Unlike when command line options are used, the active options are not visible. They can only be inferred from the name and/or contents of the slon configuration file, and will not reflect subsequent changes to the configuration file.
By putting the options in a file, you won't forget including any of them, so this is safer for log shipping.
Things to do when subscribing nodes
When a new node is running the COPY_SET event for a large replication set (e.g. - one which takes several hours to subscribe) it has been found to be desirable to lock all users other than the slony user out of the new subscriber because:
Applications will run into partially-copied, half-baked data that is not totally consistent.
It is possible for applications (and maintenance scripts) to submit combinations of queries that will get the system into a deadlock situation, thereby terminating the COPY_SET event, and requiring the subscription to start over again.
It may be worth considering turning the
PostgreSQL fsync
functionality off during the
copying of data, as this will improve performance, and if the database
"falls over" during the COPY_SET
event, you will be restarting the copy of the whole replication
set.
Managing use of slonik
The notes on Using Slonik describe some of the lessons learned from managing large numbers of slonik scripts.
Handling Very Large Replication Sets
Some users have set up replication on replication sets that are tens to hundreds of gigabytes in size, which puts some added "strain" on the system, in particular where it may take several days for the COPY_SET event to complete. Here are some principles that have been observed for dealing with these sorts of situtations.
Drop all indices other than the primary key index while the COPY_SET event is run.
When data is copied into a table that has indices on it, PostgreSQL builds the indices incrementally, on the fly.

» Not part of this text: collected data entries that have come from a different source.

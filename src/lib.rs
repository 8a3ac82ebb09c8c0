//! # Robolink
//!
//! Connector and model synchronization runtime for simulated robots and
//! tools driven by external device modules.
//!
//! ## Architecture
//!
//! Robolink is organized as a workspace with multiple crates:
//!
//! 1. **robolink-core** - Data model, errors, output buffer, device events
//! 2. **robolink-communication** - Device protocol, transports, connector, telemetry
//! 3. **robolink-model** - Motion interpolation, model synchronization, kinematics
//! 4. **robolink-settings** - Device configuration files
//! 5. **robolink** - Main binary that assembles devices from a configuration

pub mod device;

pub use device::Device;

pub use robolink_core::{
    Chart, ConnectionError, ConnectionParameter, ConnectionStatus, DeviceEvent, DeviceEventBus,
    DeviceKind, Error, MoveType, OutputBuffer, PerformingState, Pose, PositionPoint, Result,
    StateItem, TelemetrySnapshot,
};

pub use robolink_communication::{
    DeviceConnector, DeviceProtocol, DeviceProtocolClient, OperationHandle, OperationOutcome,
    ResponseParser, TelemetryMonitor,
};

pub use robolink_model::{
    ModelController, ModelStateSynchronizer, MotionInterpolator, MotionOutcome, MoveResult,
    RemoteMotionOutcome,
};

pub use robolink_settings::{Config, DeviceSettings, TransportKind};

/// Library version
pub const VERSION: &str = env!("CARGO_PKG_VERSION");

/// Build date (set at compile time)
pub const BUILD_DATE: &str = env!("BUILD_DATE");

/// Initialize logging with the default configuration
///
/// Sets up structured logging with:
/// - Console output on stderr
/// - RUST_LOG environment variable support, `info` by default
pub fn init_logging() -> anyhow::Result<()> {
    use tracing_subscriber::fmt;
    use tracing_subscriber::prelude::*;
    use tracing_subscriber::EnvFilter;

    let env_filter =
        EnvFilter::try_from_default_env().unwrap_or_else(|_| EnvFilter::new("info"));

    let fmt_layer = fmt::layer()
        .with_writer(std::io::stderr)
        .with_target(true)
        .with_level(true)
        .with_thread_names(true);

    tracing_subscriber::registry()
        .with(env_filter)
        .with(fmt_layer)
        .try_init()?;

    Ok(())
}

This is much slower than simply copying the data into the table, and then recreating each index "ex nihilo", as the latter can take substantial advantage of sort memory.
In a future release, it is hopeful that indices will be dropped and recreated automatically, which would eliminate this.

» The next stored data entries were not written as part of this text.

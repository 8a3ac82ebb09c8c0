//! Device configuration
//!
//! A configuration lists the devices of a cell. For each device it records
//! how its module endpoints are reached (subprocess, Unix socket channel or
//! no endpoint at all), the connection parameters sent with `connect`, the
//! cell origin and the polling intervals.
//!
//! Files are JSON or TOML, chosen by extension.

use crate::error::{SettingsError, SettingsResult};
use robolink_core::{ConnectionParameter, DeviceKind, EndpointRole, Pose};
use serde::{Deserialize, Serialize};
use std::collections::HashSet;
use std::path::{Path, PathBuf};
use std::time::Duration;

/// How a device's module endpoints are reached
#[derive(Debug, Clone, Copy, PartialEq, Eq, Default, Serialize, Deserialize)]
#[serde(rename_all = "lowercase")]
pub enum TransportKind {
    /// Run `<package-root>/Code/<Connector|Controller>` per request
    Subprocess,
    /// Unix domain socket served by a running module
    Channel,
    /// No external endpoint
    #[default]
    Simulated,
}

impl std::fmt::Display for TransportKind {
    fn fmt(&self, f: &mut std::fmt::Formatter<'_>) -> std::fmt::Result {
        match self {
            Self::Subprocess => write!(f, "subprocess"),
            Self::Channel => write!(f, "channel"),
            Self::Simulated => write!(f, "simulated"),
        }
    }
}

/// Lowercase a device name and replace every non-alphanumeric character
/// with `_`
pub fn sanitize_device_name(name: &str) -> String {
    name.chars()
        .map(|c| {
            if c.is_ascii_alphanumeric() {
                c.to_ascii_lowercase()
            } else {
                '_'
            }
        })
        .collect()
}

/// Default channel path of a device endpoint:
/// `/tmp/<name>_<robot|tool>_<connector|controller>_socket`
pub fn socket_path(name: &str, kind: DeviceKind, role: EndpointRole) -> PathBuf {
    PathBuf::from(format!(
        "/tmp/{}_{}_{}_socket",
        sanitize_device_name(name),
        kind.as_str(),
        role.as_str()
    ))
}

/// Default location of the configuration file
pub fn default_config_path() -> SettingsResult<PathBuf> {
    dirs::config_dir()
        .map(|dir| dir.join("robolink").join("config.toml"))
        .ok_or_else(|| {
            SettingsError::ConfigDirectory("no configuration directory on this platform".into())
        })
}

fn default_telemetry_poll_ms() -> u64 {
    1000
}

fn default_motion_poll_ms() -> u64 {
    50
}

fn default_true() -> bool {
    true
}

/// Settings of one device
#[derive(Debug, Clone, PartialEq, Serialize, Deserialize)]
pub struct DeviceSettings {
    /// Unique device name
    pub name: String,
    /// Robot or tool
    #[serde(default)]
    pub kind: DeviceKind,
    /// Endpoint transport
    #[serde(default)]
    pub transport: TransportKind,
    /// Module package root, required for subprocess transport
    #[serde(default, skip_serializing_if = "Option::is_none")]
    pub package_root: Option<PathBuf>,
    /// Connector socket path, overriding the default naming scheme
    #[serde(default, skip_serializing_if = "Option::is_none")]
    pub socket_path: Option<PathBuf>,
    /// Parameters sent with `connect`, in order
    #[serde(default)]
    pub connection_parameters: Vec<ConnectionParameter>,
    /// Cell origin pose
    #[serde(default)]
    pub origin: Pose,
    /// Home pose of the pointer
    #[serde(default)]
    pub home: Pose,
    /// Telemetry poll interval in milliseconds
    #[serde(default = "default_telemetry_poll_ms")]
    pub telemetry_poll_ms: u64,
    /// `performing_state` poll interval in milliseconds
    #[serde(default = "default_motion_poll_ms")]
    pub motion_poll_ms: u64,
    /// Mirror the remote device in the model while connected
    #[serde(default = "default_true")]
    pub update_model: bool,
}

impl DeviceSettings {
    /// Simulated device with default timing
    pub fn new(name: impl Into<String>, kind: DeviceKind) -> Self {
        Self {
            name: name.into(),
            kind,
            transport: TransportKind::Simulated,
            package_root: None,
            socket_path: None,
            connection_parameters: Vec::new(),
            origin: Pose::default(),
            home: Pose::default(),
            telemetry_poll_ms: default_telemetry_poll_ms(),
            motion_poll_ms: default_motion_poll_ms(),
            update_model: true,
        }
    }

    /// Channel path of an endpoint
    ///
    /// The connector path honours [`DeviceSettings::socket_path`].
    pub fn channel_path(&self, role: EndpointRole) -> PathBuf {
        match (&self.socket_path, role) {
            (Some(path), EndpointRole::Connector) => path.clone(),
            _ => socket_path(&self.name, self.kind, role),
        }
    }

    /// Executable of an endpoint, if a package root is configured
    pub fn executable(&self, role: EndpointRole) -> Option<PathBuf> {
        self.package_root
            .as_ref()
            .map(|root| root.join("Code").join(role.executable_name()))
    }

    /// Telemetry poll interval
    pub fn telemetry_interval(&self) -> Duration {
        Duration::from_millis(self.telemetry_poll_ms)
    }

    /// `performing_state` poll interval
    pub fn motion_poll_interval(&self) -> Duration {
        Duration::from_millis(self.motion_poll_ms)
    }

    /// Validate this device's settings
    pub fn validate(&self) -> SettingsResult<()> {
        let key = |field: &str| format!("devices.{}.{}", self.name, field);

        if self.name.trim().is_empty() {
            return Err(SettingsError::invalid("devices.name", "must not be empty"));
        }
        if self.telemetry_poll_ms == 0 {
            return Err(SettingsError::invalid(key("telemetry_poll_ms"), "must be > 0"));
        }
        if self.motion_poll_ms == 0 {
            return Err(SettingsError::invalid(key("motion_poll_ms"), "must be > 0"));
        }
        if self.transport == TransportKind::Subprocess && self.package_root.is_none() {
            return Err(SettingsError::invalid(
                key("package_root"),
                "required for subprocess transport",
            ));
        }
        Ok(())
    }
}

/// Complete configuration
#[derive(Debug, Clone, Default, PartialEq, Serialize, Deserialize)]
pub struct Config {
    /// Configured devices
    #[serde(default)]
    pub devices: Vec<DeviceSettings>,
}

impl Config {
    /// Create an empty config
    pub fn new() -> Self {
        Self::default()
    }

    /// Load config from file (JSON or TOML)
    pub fn load_from_file(path: &Path) -> SettingsResult<Self> {
        let content = std::fs::read_to_string(path)?;

        let config: Self = match Self::format(path)? {
            Format::Json => serde_json::from_str(&content)?,
            Format::Toml => toml::from_str(&content)?,
        };

        config.validate()?;
        tracing::debug!(
            "Loaded {} device(s) from {}",
            config.devices.len(),
            path.display()
        );
        Ok(config)
    }

    /// Load config from file, or return an empty config if it does not exist
    pub fn load_or_default(path: &Path) -> SettingsResult<Self> {
        if path.exists() {
            Self::load_from_file(path)
        } else {
            tracing::info!("No config at {}, using defaults", path.display());
            Ok(Self::default())
        }
    }

    /// Save config to file (JSON or TOML)
    pub fn save_to_file(&self, path: &Path) -> SettingsResult<()> {
        self.validate()?;

        let content = match Self::format(path)? {
            Format::Json => serde_json::to_string_pretty(self)?,
            Format::Toml => toml::to_string_pretty(self)?,
        };

        if let Some(parent) = path.parent().filter(|p| !p.as_os_str().is_empty()) {
            std::fs::create_dir_all(parent)
                .map_err(|e| SettingsError::ConfigDirectory(e.to_string()))?;
        }
        std::fs::write(path, content)?;
        Ok(())
    }

    /// Validate configuration
    pub fn validate(&self) -> SettingsResult<()> {
        let mut names = HashSet::new();
        for device in &self.devices {
            device.validate()?;
            if !names.insert(device.name.as_str()) {
                return Err(SettingsError::invalid(
                    format!("devices.{}", device.name),
                    "duplicate device name",
                ));
            }
        }
        Ok(())
    }

    /// Look up a device by name
    pub fn device(&self, name: &str) -> SettingsResult<&DeviceSettings> {
        self.devices
            .iter()
            .find(|d| d.name == name)
            .ok_or_else(|| SettingsError::UnknownDevice(name.to_string()))
    }

    /// Add a device, replacing one with the same name
    pub fn upsert_device(&mut self, device: DeviceSettings) {
        match self.devices.iter_mut().find(|d| d.name == device.name) {
            Some(existing) => *existing = device,
            None => self.devices.push(device),
        }
    }

    fn format(path: &Path) -> SettingsResult<Format> {
        match path.extension().and_then(|ext| ext.to_str()) {
            Some("json") => Ok(Format::Json),
            Some("toml") => Ok(Format::Toml),
            other => Err(SettingsError::UnsupportedFormat(
                other.unwrap_or_default().to_string(),
            )),
        }
    }
}

enum Format {
    Json,
    Toml,
}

If there are large numbers of updates taking place as the large set is being copied, this can lead to the subscriber being behind by some enormous number of SYNC events.
If a SYNC is generated about once per second, that leads to the subscriber "falling behind" by around 90,000 SYNCs per day, possibly for several days.
There will correspondingly be an enormous growth of sl_log_1 and sl_seqlog. Unfortunately, once the COPY_SET completes, users have found that the queries against these tables wind up reverting to Seq Scans so that even though a particular SYNC processing event is only processing a small number of those 90,000 SYNC events, it still reads through the entire table. In such a case, you may never see replication catch up.
Several things can be done that will help, involving careful selection of slon parameters:
On the subscriber's slon, increase the number of SYNC events processed together, with the slon_conf_sync_group_maxsize parameter to some value that allows it to process a significant portion of the outstanding SYNC events.
On the subscriber's slon, set the desired_sync_time to 0, as the adaptive SYNC grouping system will start with small groupings that will, under these circumstances, perform poorly.
Increase the slon_conf_sync_interval on the origin's slon so that SYNC events are generated less frequently. If a SYNC is only generated once per minute instead of once per second, that will cut down the number of events by a factor of 60.
It is likely to be worthwhile to use slon_conf_vac_frequency to deactivate slon-initiated vacuuming in favor of running your own vacuum scripts, as there will be a buildup of unpurgeable data while the data is copied and the subscriber starts to catch up.